*TRY IT*.
Start with the first line of the records below. Output each line exactly, ending with the one that contains "use covert_metrics::json_output::JsonOutput;".

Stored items
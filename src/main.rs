use anyhow::{bail, Context, Result};
use clap::Parser;
use covert_metrics::cli::{Cli, Command, ConditionArgs, LatencyArgs, OutputFormat};
use covert_metrics::config::{AnalysisConfig, ConditionSpec, DetectorSpec};
use covert_metrics::csv_output::CsvOutput;
use covert_metrics::json_output::JsonOutput;
use covert_metrics::pipeline::{self, LatencyRunSpec, ScoreLayout};
use covert_metrics::report;
use serde::Serialize;
use tracing_subscriber::EnvFilter;

/// Initialize tracing subscriber for debug output
fn init_tracing(debug: bool) {
    if debug {
        tracing_subscriber::fmt()
            .with_env_filter(
                EnvFilter::from_default_env().add_directive(tracing::Level::TRACE.into()),
            )
            .with_writer(std::io::stderr)
            .init();
    }
}

fn load_config(cli: &Cli) -> Result<AnalysisConfig> {
    match &cli.config {
        Some(path) => AnalysisConfig::from_toml(path)
            .with_context(|| format!("Failed to load configuration {}", path.display())),
        None => Ok(AnalysisConfig::default()),
    }
}

/// Append CLI conditions and apply `--symbols` overrides
fn apply_condition_args(config: &mut AnalysisConfig, args: &ConditionArgs) -> Result<()> {
    for (label, path) in &args.conditions {
        config.conditions.push(ConditionSpec::new(label.clone(), path.clone()));
    }

    for (label, symbols) in &args.symbols {
        match config.conditions.iter_mut().find(|c| &c.label == label) {
            Some(condition) => condition.symbols_per_byte = *symbols,
            None => bail!("--symbols names unknown condition '{}'", label),
        }
    }

    if config.conditions.is_empty() {
        bail!("No conditions given; pass --condition LABEL=PATH or list [[condition]] tables in --config");
    }
    Ok(())
}

fn latency_specs(args: &LatencyArgs) -> Result<Vec<LatencyRunSpec>> {
    if !args.proxies.is_empty() && args.proxies.len() != args.pings.len() {
        bail!(
            "{} --proxy logs given for {} --ping logs; pass one per run or none",
            args.proxies.len(),
            args.pings.len()
        );
    }

    Ok(args
        .pings
        .iter()
        .enumerate()
        .map(|(i, ping)| LatencyRunSpec {
            ping: ping.clone(),
            proxy: args.proxies.get(i).cloned(),
        })
        .collect())
}

fn emit<T: Serialize>(
    format: OutputFormat,
    analysis: &str,
    value: &T,
    text: impl FnOnce(&T) -> String,
    csv: impl FnOnce(&T) -> CsvOutput,
) -> Result<()> {
    match format {
        OutputFormat::Text => print!("{}", text(value)),
        OutputFormat::Json => println!("{}", JsonOutput::new(analysis, value).to_json()?),
        OutputFormat::Csv => print!("{}", csv(value).to_csv()),
    }
    Ok(())
}

fn main() -> Result<()> {
    let cli = Cli::parse();

    init_tracing(cli.debug);

    let mut config = load_config(&cli)?;

    match &cli.command {
        Command::Capacity(args) => {
            apply_condition_args(&mut config, args)?;
            config.validate().context("Invalid analysis configuration")?;

            let conditions = pipeline::analyze_conditions(&config.conditions, &config)?;
            emit(
                cli.format,
                "capacity",
                &conditions,
                |c| report::capacity_report(c),
                |c| CsvOutput::from_conditions(c),
            )?;
        }
        Command::Detection(args) => {
            if let Some(threshold) = args.threshold {
                config.detection_threshold = threshold;
            }
            config.validate().context("Invalid analysis configuration")?;

            let layout = if args.narrative {
                ScoreLayout::Narrative
            } else {
                ScoreLayout::Assessments
            };
            let detection = pipeline::analyze_detection(&args.covert, &args.normal, layout, &config)
                .context("Detection evaluation failed")?;
            emit(
                cli.format,
                "detection",
                &detection,
                report::detection_report,
                CsvOutput::from_detection,
            )?;
        }
        Command::Mitigation(args) => {
            apply_condition_args(&mut config, &args.conditions)?;
            for (label, path) in &args.detectors {
                config.detectors.push(DetectorSpec {
                    label: label.clone(),
                    path: path.clone(),
                });
            }
            if let Some(baseline) = &args.baseline {
                config.baseline = baseline.clone();
            }
            config.validate().context("Invalid analysis configuration")?;

            let mitigation = pipeline::analyze_mitigation(&config)?;
            emit(
                cli.format,
                "mitigation",
                &mitigation,
                report::mitigation_report,
                CsvOutput::from_mitigation,
            )?;
        }
        Command::Latency(args) => {
            config.validate().context("Invalid analysis configuration")?;

            let specs = latency_specs(args)?;
            let latency = pipeline::analyze_latency(&specs, &config)?;
            emit(
                cli.format,
                "latency",
                &latency,
                report::latency_report,
                CsvOutput::from_latency,
            )?;
        }
    }

    Ok(())
}
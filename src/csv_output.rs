//! CSV output format for analysis reports
//!
//! One row per (group, metric) pair: the group is a condition label, a corpus
//! name or a ping run. Estimates fill `samples,mean,lower,upper`; plain
//! scalars fill only `mean`. Undefined values are empty fields.

use crate::estimator::EstimateResult;
use crate::pipeline::{ConditionResult, DetectionReport, LatencyReport, MitigationReport};

/// A single CSV row
#[derive(Debug, Clone, PartialEq)]
pub struct CsvMetric {
    pub group: String,
    pub metric: String,
    pub samples: Option<usize>,
    pub mean: Option<f64>,
    pub lower: Option<f64>,
    pub upper: Option<f64>,
}

/// CSV output formatter
#[derive(Debug, Default)]
pub struct CsvOutput {
    rows: Vec<CsvMetric>,
}

impl CsvOutput {
    pub fn new() -> Self {
        Self::default()
    }

    pub fn add_estimate(&mut self, group: &str, metric: &str, estimate: &EstimateResult) {
        self.rows.push(CsvMetric {
            group: group.to_string(),
            metric: metric.to_string(),
            samples: Some(estimate.samples),
            mean: estimate.mean,
            lower: estimate.lower,
            upper: estimate.upper,
        });
    }

    pub fn add_value(&mut self, group: &str, metric: &str, value: Option<f64>) {
        self.rows.push(CsvMetric {
            group: group.to_string(),
            metric: metric.to_string(),
            samples: None,
            mean: value,
            lower: None,
            upper: None,
        });
    }

    pub fn len(&self) -> usize {
        self.rows.len()
    }

    pub fn is_empty(&self) -> bool {
        self.rows.is_empty()
    }

    /// Escape CSV field (handle commas, quotes, newlines)
    fn escape_field(field: &str) -> String {
        if field.contains(',') || field.contains('"') || field.contains('\n') {
            format!("\"{}\"", field.replace('"', "\"\""))
        } else {
            field.to_string()
        }
    }

    fn optional<T: ToString>(value: Option<T>) -> String {
        value.map(|v| v.to_string()).unwrap_or_default()
    }

    fn format_row(row: &CsvMetric) -> String {
        [
            Self::escape_field(&row.group),
            Self::escape_field(&row.metric),
            Self::optional(row.samples),
            Self::optional(row.mean),
            Self::optional(row.lower),
            Self::optional(row.upper),
        ]
        .join(",")
    }

    pub fn to_csv(&self) -> String {
        let mut output = String::from("group,metric,samples,mean,lower,upper\n");
        for row in &self.rows {
            output.push_str(&Self::format_row(row));
            output.push('\n');
        }
        output
    }

    pub fn add_conditions(&mut self, conditions: &[ConditionResult]) {
        for condition in conditions {
            let label = condition.label.as_str();
            let m = &condition.metrics;
            self.add_estimate(label, "capacity_bps", &m.capacity);
            self.add_estimate(label, "capacity_using_diff_bps", &m.capacity_using_diff);
            self.add_estimate(label, "chunk_rate", &m.chunk_rate);
            self.add_estimate(label, "bytes_per_chunk", &m.bytes_per_chunk);
            self.add_estimate(label, "correctness_rate", &m.correctness);
            self.add_estimate(label, "time_between_messages_ms", &m.summary.time_between_messages_ms);
            self.add_value(label, "mean_chunks_received", m.mean_chunks_received);
        }
    }

    pub fn from_conditions(conditions: &[ConditionResult]) -> Self {
        let mut csv = Self::new();
        csv.add_conditions(conditions);
        csv
    }

    pub fn from_mitigation(report: &MitigationReport) -> Self {
        let mut csv = Self::from_conditions(&report.conditions);

        for detector in &report.detectors {
            let label = detector.label.as_str();
            csv.add_value(label, "dropped_packets", Some(detector.dropped_packets));
            csv.add_value(label, "delayed_packets", Some(detector.delayed_packets));
            csv.add_value(label, "detection_rate", detector.detection_rate);
        }

        for impact in &report.comparison.impacts {
            let label = impact.label.as_str();
            csv.add_value(label, "capacity_reduction_percent", Some(impact.capacity_reduction));
            csv.add_value(label, "correctness_impact_percent", Some(impact.correctness_impact));
            csv.add_value(label, "time_overhead_percent", Some(impact.time_overhead));
            csv.add_value(label, "success_rate_impact_percent", Some(impact.success_rate_impact));
            csv.add_value(label, "effectiveness_score", Some(impact.effectiveness_score));
        }
        csv
    }

    pub fn from_detection(report: &DetectionReport) -> Self {
        let mut csv = Self::new();
        let eval = &report.evaluation;

        let corpora = [
            (eval.covert.label.as_str(), &eval.covert.metrics),
            (eval.normal.label.as_str(), &eval.normal.metrics),
            ("combined", &eval.combined),
        ];
        for (group, m) in corpora {
            csv.add_value(group, "tp", Some(m.matrix.tp as f64));
            csv.add_value(group, "tn", Some(m.matrix.tn as f64));
            csv.add_value(group, "fp", Some(m.matrix.fp as f64));
            csv.add_value(group, "fn", Some(m.matrix.fn_ as f64));
            csv.add_value(group, "accuracy", Some(m.accuracy));
            csv.add_value(group, "precision", Some(m.precision));
            csv.add_value(group, "recall", Some(m.recall));
            csv.add_value(group, "specificity", Some(m.specificity));
            csv.add_value(group, "f1", Some(m.f1));
            csv.add_value(group, "f2", Some(m.f2));
        }

        for corpus in [&eval.covert, &eval.normal] {
            if let Some(scores) = &corpus.scores {
                csv.add_estimate(corpus.label.as_str(), "score", &scores.estimate);
            }
        }
        csv
    }

    pub fn from_latency(report: &LatencyReport) -> Self {
        let mut csv = Self::new();
        for (i, run) in report.metrics.runs.iter().enumerate() {
            let group = format!("run {}", i + 1);
            csv.add_value(&group, "mean_rtt_ms", run.mean_rtt_ms);
            csv.add_value(&group, "mean_added_delay_ms", run.mean_added_delay_ms);
            csv.add_value(&group, "loss_percent", Some(run.loss_percent));
        }
        csv.add_estimate("all", "rtt_ms", &report.metrics.rtt_ms);
        csv.add_estimate("all", "added_delay_ms", &report.metrics.added_delay_ms);
        csv
    }
}

#[cfg(test)]
mod tests {
    use super::*;
    use crate::estimator::{Estimator, MetricDomain};

    #[test]
    fn test_csv_header_and_rows() {
        let mut csv = CsvOutput::new();
        let estimate = Estimator::default().estimate(&[10.0, 10.0], MetricDomain::NonNegative);
        csv.add_estimate("No Mitigation", "capacity_bps", &estimate);
        csv.add_value("No Mitigation", "mean_chunks_received", None);

        let output = csv.to_csv();
        let lines: Vec<&str> = output.lines().collect();
        assert_eq!(lines[0], "group,metric,samples,mean,lower,upper");
        assert_eq!(lines[1], "No Mitigation,capacity_bps,2,10,10,10");
        assert_eq!(lines[2], "No Mitigation,mean_chunks_received,,,,");
    }

    #[test]
    fn test_csv_escaping() {
        assert_eq!(CsvOutput::escape_field("simple"), "simple");
        assert_eq!(CsvOutput::escape_field("Delay, 5ms"), "\"Delay, 5ms\"");
        assert_eq!(CsvOutput::escape_field("say \"hi\""), "\"say \"\"hi\"\"\"");
    }

    #[test]
    fn test_empty_output_is_header_only() {
        let csv = CsvOutput::new();
        assert!(csv.is_empty());
        assert_eq!(csv.to_csv(), "group,metric,samples,mean,lower,upper\n");
    }
}
use crate::config::AnalysisConfig;
use crate::error::Result;
use crate::parser::capture;
use regex::Regex;
use serde::{Deserialize, Serialize};

/// One parsed trial (receiver message or detector assessment)
///
/// All fields are optional: absence means the pattern did not match in the
/// block. `time_diff_ns` is assigned by [`sequence_trials`].
#[derive(Debug, Clone, Default, PartialEq, Serialize, Deserialize)]
pub struct TrialRecord {
    #[serde(skip_serializing_if = "Option::is_none")]
    pub message_size_bytes: Option<u64>,
    #[serde(skip_serializing_if = "Option::is_none")]
    pub chunks_received: Option<u64>,
    #[serde(skip_serializing_if = "Option::is_none")]
    pub reassembly_time_ns: Option<i64>,
    #[serde(skip_serializing_if = "Option::is_none")]
    pub correctness: Option<bool>,
    #[serde(skip_serializing_if = "Option::is_none")]
    pub threat_score: Option<f64>,
    /// Elapsed time since the previous correct trial of the same sequence
    #[serde(skip_serializing_if = "Option::is_none")]
    pub time_diff_ns: Option<i64>,
}

impl TrialRecord {
    /// Missing correctness counts as an unusable transfer
    pub fn is_correct(&self) -> bool {
        self.correctness.unwrap_or(false)
    }
}

/// Split text on `delimiter` into trimmed, non-empty blocks
pub fn split_blocks<'a>(text: &'a str, delimiter: &'a str) -> impl Iterator<Item = &'a str> + 'a {
    text.split(delimiter)
        .map(str::trim)
        .filter(|block| !block.is_empty())
}

/// Extractor for block-delimited receiver logs
///
/// # Example
/// ```
/// use covert_metrics::parser::TrialParser;
///
/// let parser = TrialParser::new("--- Covert Channel Simulation ---").unwrap();
/// let records = parser.parse(
///     "--- Covert Channel Simulation ---\n\
///      Total size of message: 446 bytes\n\
///      Reassembly took: 2000000000ns\n\
///      Correctness of message: true\n",
/// );
/// assert_eq!(records.len(), 1);
/// assert_eq!(records[0].message_size_bytes, Some(446));
/// assert_eq!(records[0].chunks_received, None); // absent, not zero
/// ```
#[derive(Debug, Clone)]
pub struct TrialParser {
    delimiter: String,
    reassembly_time: Regex,
    chunks_received: Regex,
    message_size: Regex,
    correctness: Regex,
}

impl TrialParser {
    pub fn new(delimiter: &str) -> Result<Self> {
        Ok(Self {
            delimiter: delimiter.to_string(),
            reassembly_time: Regex::new(r"Reassembly took: (-?\d+)ns")?,
            chunks_received: Regex::new(r"Number of chunks received: (\d+)")?,
            message_size: Regex::new(r"Total size of message: (\d+) bytes")?,
            correctness: Regex::new(r"Correctness of message: (true|false)")?,
        })
    }

    pub fn from_config(config: &AnalysisConfig) -> Result<Self> {
        Self::new(&config.trial_delimiter)
    }

    /// Parse every non-empty block, in file order
    pub fn parse(&self, text: &str) -> Vec<TrialRecord> {
        split_blocks(text, &self.delimiter)
            .map(|block| self.parse_block(block))
            .collect()
    }

    /// Extract the fields present in a single block
    pub fn parse_block(&self, block: &str) -> TrialRecord {
        TrialRecord {
            message_size_bytes: capture(&self.message_size, block),
            chunks_received: capture(&self.chunks_received, block),
            reassembly_time_ns: capture(&self.reassembly_time, block),
            correctness: capture::<String>(&self.correctness, block).map(|v| v == "true"),
            threat_score: None,
            time_diff_ns: None,
        }
    }
}

/// Assign `time_diff_ns` to every correct record of an ordered sequence
///
/// The difference is taken against the most recent *correct* record with a
/// reassembly time; the first such record uses its own reassembly time.
/// Incorrect records, and correct records lacking a reassembly time, get
/// `None` and are never used as the reference.
///
/// # Example
/// ```
/// use covert_metrics::parser::{sequence_trials, TrialRecord};
///
/// let mut records: Vec<TrialRecord> = [(true, 100), (false, 200), (true, 350), (true, 500)]
///     .iter()
///     .map(|&(ok, t)| TrialRecord {
///         correctness: Some(ok),
///         reassembly_time_ns: Some(t),
///         ..Default::default()
///     })
///     .collect();
///
/// sequence_trials(&mut records);
/// let diffs: Vec<_> = records.iter().map(|r| r.time_diff_ns).collect();
/// assert_eq!(diffs, vec![Some(100), None, Some(250), Some(150)]);
/// ```
pub fn sequence_trials(records: &mut [TrialRecord]) {
    let mut last_correct_ns: Option<i64> = None;

    for record in records.iter_mut() {
        record.time_diff_ns = match (record.is_correct(), record.reassembly_time_ns) {
            (true, Some(current)) => {
                let diff = match last_correct_ns {
                    Some(previous) => current.saturating_sub(previous),
                    None => current,
                };
                last_correct_ns = Some(current);
                Some(diff)
            }
            _ => None,
        };
    }
}
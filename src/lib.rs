//! Covert-metrics - measurement pipeline for covert-channel experiments
//!
//! This library turns the text logs of covert-channel experiment runs into
//! statistically qualified metrics: channel capacity with correctness gating,
//! confidence intervals over repeated trials, detector accuracy from a
//! thresholded confusion matrix, and the effectiveness of mitigation
//! strategies against an unmitigated baseline.
//!
//! # Example
//! ```
//! use covert_metrics::config::{AnalysisConfig, ConditionSpec};
//! use covert_metrics::estimator::Estimator;
//! use covert_metrics::parser::TrialParser;
//! use covert_metrics::pipeline::analyze_condition_text;
//!
//! let log = "--- Covert Channel Simulation ---\n\
//!            Number of chunks received: 15\n\
//!            Reassembly took: 1000000000ns\n\
//!            Total size of message: 446 bytes\n\
//!            Correctness of message: true\n";
//!
//! let config = AnalysisConfig::default();
//! let parser = TrialParser::from_config(&config).unwrap();
//! let spec = ConditionSpec::new("No Mitigation", "receiver.log");
//! let result = analyze_condition_text(&spec, log, &parser, &Estimator::from_config(&config));
//!
//! assert_eq!(result.metrics.capacity.mean, Some(446.0));
//! ```

pub mod classification;
pub mod cli;
pub mod comparator;
pub mod config;
pub mod csv_output;
pub mod diagnostics;
pub mod error;
pub mod estimator;
pub mod json_output;
pub mod metrics;
pub mod parser;
pub mod pipeline;
pub mod report;

pub use error::{AnalysisError, Result};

*EXERCISE RESPONSE*.
filename src/main.rs
use anyhow::{bail, Context, Result};
use clap::Parser;
use covert_metrics::cli::{Cli, Command, ConditionArgs, LatencyArgs, OutputFormat};
use covert_metrics::config::{AnalysisConfig, ConditionSpec, DetectorSpec};
use covert_metrics::csv_output::CsvOutput;
use covert_metrics::json_output::JsonOutput;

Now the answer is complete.